_AIM OF THE EXERCISE_
In how many lines of the material below does the string "Contrato" appear? Answer with a single number.

_SUPPLIED DATA_
= = =
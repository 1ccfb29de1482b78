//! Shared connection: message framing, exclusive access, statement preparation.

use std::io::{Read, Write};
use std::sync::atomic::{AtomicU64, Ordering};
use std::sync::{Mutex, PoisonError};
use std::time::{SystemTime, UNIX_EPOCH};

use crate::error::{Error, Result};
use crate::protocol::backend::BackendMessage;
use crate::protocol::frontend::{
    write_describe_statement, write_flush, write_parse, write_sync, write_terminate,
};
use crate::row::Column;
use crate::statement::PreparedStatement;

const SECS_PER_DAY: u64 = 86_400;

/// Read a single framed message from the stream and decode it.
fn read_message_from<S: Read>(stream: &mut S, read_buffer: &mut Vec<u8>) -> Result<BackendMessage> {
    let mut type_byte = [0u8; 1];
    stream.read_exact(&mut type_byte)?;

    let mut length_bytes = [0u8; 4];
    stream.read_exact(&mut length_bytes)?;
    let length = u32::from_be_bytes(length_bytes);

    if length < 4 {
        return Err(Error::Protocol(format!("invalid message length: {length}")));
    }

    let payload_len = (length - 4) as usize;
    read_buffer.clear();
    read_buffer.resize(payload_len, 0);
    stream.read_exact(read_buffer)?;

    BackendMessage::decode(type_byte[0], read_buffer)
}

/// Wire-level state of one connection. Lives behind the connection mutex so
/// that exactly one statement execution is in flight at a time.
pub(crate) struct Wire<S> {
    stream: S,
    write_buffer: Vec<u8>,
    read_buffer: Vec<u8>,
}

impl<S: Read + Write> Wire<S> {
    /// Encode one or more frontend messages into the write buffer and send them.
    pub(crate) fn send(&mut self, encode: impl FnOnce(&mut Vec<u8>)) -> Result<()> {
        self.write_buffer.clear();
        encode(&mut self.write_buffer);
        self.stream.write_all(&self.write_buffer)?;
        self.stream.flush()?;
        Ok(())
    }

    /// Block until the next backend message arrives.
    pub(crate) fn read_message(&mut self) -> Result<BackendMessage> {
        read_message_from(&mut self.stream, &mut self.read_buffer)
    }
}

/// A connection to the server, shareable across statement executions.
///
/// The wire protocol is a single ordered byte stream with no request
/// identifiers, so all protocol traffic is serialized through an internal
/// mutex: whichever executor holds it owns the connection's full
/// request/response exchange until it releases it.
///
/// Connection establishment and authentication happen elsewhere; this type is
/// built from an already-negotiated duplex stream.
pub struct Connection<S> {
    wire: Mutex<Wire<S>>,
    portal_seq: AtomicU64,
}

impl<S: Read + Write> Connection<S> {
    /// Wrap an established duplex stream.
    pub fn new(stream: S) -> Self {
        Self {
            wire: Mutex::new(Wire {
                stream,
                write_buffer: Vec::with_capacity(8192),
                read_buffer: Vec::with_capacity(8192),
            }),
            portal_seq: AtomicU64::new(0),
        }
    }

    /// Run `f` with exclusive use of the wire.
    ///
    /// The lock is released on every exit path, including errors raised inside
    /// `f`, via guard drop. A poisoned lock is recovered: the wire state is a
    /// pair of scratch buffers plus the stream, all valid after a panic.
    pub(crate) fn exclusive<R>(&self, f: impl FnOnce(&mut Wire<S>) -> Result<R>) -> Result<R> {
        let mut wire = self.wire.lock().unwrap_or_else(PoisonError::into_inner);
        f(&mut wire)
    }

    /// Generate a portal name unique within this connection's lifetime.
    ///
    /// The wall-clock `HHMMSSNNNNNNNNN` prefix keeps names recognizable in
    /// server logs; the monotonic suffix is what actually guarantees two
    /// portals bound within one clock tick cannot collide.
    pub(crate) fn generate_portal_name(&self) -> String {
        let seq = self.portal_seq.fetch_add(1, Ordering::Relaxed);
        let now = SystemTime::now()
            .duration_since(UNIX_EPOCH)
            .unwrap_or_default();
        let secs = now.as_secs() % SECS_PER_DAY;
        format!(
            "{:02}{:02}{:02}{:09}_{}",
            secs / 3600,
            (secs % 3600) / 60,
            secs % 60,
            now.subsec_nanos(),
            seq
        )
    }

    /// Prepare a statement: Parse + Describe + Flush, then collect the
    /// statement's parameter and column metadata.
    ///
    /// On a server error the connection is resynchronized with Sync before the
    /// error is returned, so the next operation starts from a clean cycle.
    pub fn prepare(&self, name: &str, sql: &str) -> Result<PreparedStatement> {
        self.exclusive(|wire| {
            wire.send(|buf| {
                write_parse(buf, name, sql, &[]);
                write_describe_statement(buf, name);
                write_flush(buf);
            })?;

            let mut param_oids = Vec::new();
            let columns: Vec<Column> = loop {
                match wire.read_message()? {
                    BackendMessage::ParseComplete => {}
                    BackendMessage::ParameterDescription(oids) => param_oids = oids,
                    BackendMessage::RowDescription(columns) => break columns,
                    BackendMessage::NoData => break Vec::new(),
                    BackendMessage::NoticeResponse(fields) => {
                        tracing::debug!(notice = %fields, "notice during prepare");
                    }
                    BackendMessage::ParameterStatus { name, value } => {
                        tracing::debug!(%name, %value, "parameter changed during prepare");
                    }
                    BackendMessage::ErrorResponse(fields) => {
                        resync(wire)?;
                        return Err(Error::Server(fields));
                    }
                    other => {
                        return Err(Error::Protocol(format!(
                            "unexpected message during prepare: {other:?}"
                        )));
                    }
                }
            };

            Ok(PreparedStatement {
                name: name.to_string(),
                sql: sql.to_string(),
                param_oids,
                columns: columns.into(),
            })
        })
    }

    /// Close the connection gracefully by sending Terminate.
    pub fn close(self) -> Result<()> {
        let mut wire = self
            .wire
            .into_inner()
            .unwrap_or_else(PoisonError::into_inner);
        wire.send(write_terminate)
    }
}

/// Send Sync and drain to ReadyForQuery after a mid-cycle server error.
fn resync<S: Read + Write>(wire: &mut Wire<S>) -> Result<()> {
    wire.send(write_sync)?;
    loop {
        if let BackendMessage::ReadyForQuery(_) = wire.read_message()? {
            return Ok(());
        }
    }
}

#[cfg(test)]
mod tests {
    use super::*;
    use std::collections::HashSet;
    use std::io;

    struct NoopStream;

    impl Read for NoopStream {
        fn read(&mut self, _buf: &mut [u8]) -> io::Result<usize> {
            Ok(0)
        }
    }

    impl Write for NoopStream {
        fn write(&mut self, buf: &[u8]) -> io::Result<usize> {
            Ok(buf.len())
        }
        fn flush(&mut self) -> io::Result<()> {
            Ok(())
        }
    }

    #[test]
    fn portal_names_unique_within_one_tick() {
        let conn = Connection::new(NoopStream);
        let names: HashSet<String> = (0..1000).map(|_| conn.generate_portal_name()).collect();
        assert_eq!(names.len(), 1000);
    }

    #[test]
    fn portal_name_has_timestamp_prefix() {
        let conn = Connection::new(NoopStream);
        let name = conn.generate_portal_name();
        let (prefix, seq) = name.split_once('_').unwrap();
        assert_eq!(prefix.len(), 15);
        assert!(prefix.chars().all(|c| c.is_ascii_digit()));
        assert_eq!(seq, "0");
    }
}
= = =
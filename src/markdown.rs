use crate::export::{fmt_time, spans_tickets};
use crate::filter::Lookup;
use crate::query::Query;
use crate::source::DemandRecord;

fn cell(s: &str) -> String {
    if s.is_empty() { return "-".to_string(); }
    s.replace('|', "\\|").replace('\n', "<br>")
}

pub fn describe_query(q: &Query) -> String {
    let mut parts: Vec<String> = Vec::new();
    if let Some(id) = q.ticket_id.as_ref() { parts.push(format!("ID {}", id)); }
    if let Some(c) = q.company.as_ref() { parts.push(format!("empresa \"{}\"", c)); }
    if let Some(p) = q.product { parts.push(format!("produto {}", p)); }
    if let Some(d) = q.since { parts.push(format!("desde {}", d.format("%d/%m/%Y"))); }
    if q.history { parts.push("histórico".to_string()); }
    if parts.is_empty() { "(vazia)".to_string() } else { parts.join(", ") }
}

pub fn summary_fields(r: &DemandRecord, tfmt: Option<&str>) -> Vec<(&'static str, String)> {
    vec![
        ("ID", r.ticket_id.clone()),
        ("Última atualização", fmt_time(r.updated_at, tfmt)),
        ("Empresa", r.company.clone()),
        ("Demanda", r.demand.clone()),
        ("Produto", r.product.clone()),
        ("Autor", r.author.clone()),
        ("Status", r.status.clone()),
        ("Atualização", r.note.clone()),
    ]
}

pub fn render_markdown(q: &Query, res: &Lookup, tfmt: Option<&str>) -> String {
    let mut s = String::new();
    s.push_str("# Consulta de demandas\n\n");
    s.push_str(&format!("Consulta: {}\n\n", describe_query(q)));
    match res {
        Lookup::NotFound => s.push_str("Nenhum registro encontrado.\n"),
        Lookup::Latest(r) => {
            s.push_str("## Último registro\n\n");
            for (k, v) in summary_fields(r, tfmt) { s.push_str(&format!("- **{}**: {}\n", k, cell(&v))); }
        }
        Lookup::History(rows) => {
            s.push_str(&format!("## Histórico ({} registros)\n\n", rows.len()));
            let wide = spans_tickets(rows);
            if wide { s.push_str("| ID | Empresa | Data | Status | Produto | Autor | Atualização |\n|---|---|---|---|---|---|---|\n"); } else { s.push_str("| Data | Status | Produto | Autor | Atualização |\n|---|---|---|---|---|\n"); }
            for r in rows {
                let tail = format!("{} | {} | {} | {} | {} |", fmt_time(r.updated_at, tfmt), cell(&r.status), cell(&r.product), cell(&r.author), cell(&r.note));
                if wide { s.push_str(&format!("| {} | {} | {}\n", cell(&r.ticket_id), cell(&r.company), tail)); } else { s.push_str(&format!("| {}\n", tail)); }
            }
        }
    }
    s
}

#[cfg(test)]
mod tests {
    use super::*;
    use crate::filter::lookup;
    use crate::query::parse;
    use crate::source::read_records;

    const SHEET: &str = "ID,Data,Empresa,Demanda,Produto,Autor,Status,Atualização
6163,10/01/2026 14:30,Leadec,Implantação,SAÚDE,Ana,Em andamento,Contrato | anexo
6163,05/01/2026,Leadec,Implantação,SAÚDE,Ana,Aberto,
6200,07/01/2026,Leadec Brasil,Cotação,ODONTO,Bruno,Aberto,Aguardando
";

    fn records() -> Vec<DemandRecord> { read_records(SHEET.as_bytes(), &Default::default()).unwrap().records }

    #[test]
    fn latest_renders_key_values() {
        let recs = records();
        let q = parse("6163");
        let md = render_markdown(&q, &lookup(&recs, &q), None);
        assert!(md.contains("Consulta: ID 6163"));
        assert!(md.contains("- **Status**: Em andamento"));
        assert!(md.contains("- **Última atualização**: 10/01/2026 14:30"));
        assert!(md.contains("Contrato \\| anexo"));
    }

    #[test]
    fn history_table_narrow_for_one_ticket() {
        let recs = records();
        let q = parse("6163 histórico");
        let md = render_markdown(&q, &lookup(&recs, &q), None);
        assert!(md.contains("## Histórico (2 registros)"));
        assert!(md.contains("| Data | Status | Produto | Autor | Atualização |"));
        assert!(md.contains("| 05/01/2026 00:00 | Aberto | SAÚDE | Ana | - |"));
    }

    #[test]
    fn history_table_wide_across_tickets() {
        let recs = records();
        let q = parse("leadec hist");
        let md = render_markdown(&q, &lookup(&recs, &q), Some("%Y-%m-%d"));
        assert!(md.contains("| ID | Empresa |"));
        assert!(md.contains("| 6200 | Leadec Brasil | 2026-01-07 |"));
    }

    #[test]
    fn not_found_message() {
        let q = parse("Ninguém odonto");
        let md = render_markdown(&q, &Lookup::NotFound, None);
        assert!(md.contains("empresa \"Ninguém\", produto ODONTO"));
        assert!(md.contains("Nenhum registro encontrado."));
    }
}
= = =
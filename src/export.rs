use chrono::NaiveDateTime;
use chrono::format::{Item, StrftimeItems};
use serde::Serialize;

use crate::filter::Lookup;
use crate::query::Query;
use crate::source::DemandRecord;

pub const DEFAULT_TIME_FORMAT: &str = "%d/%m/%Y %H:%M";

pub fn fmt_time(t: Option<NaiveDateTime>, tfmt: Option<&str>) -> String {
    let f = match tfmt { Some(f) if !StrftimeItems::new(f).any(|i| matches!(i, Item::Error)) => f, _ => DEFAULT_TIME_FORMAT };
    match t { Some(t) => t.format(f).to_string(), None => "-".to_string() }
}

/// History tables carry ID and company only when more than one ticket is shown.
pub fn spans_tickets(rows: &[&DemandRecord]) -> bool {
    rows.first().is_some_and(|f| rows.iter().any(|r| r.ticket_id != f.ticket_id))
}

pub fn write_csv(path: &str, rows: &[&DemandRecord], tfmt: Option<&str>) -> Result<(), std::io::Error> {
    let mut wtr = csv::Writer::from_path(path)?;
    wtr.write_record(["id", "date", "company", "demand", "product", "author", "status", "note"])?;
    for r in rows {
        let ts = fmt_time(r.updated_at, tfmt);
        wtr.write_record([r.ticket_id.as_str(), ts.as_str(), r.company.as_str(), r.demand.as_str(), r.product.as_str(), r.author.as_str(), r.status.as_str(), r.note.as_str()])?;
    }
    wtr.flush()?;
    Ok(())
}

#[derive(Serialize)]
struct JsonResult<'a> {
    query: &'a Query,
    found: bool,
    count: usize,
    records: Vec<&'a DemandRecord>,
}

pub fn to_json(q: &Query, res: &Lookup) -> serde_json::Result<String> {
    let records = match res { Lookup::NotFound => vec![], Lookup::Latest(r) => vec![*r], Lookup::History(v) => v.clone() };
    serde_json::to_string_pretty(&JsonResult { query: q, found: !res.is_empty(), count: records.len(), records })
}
= = =
_TASK RESULT_
2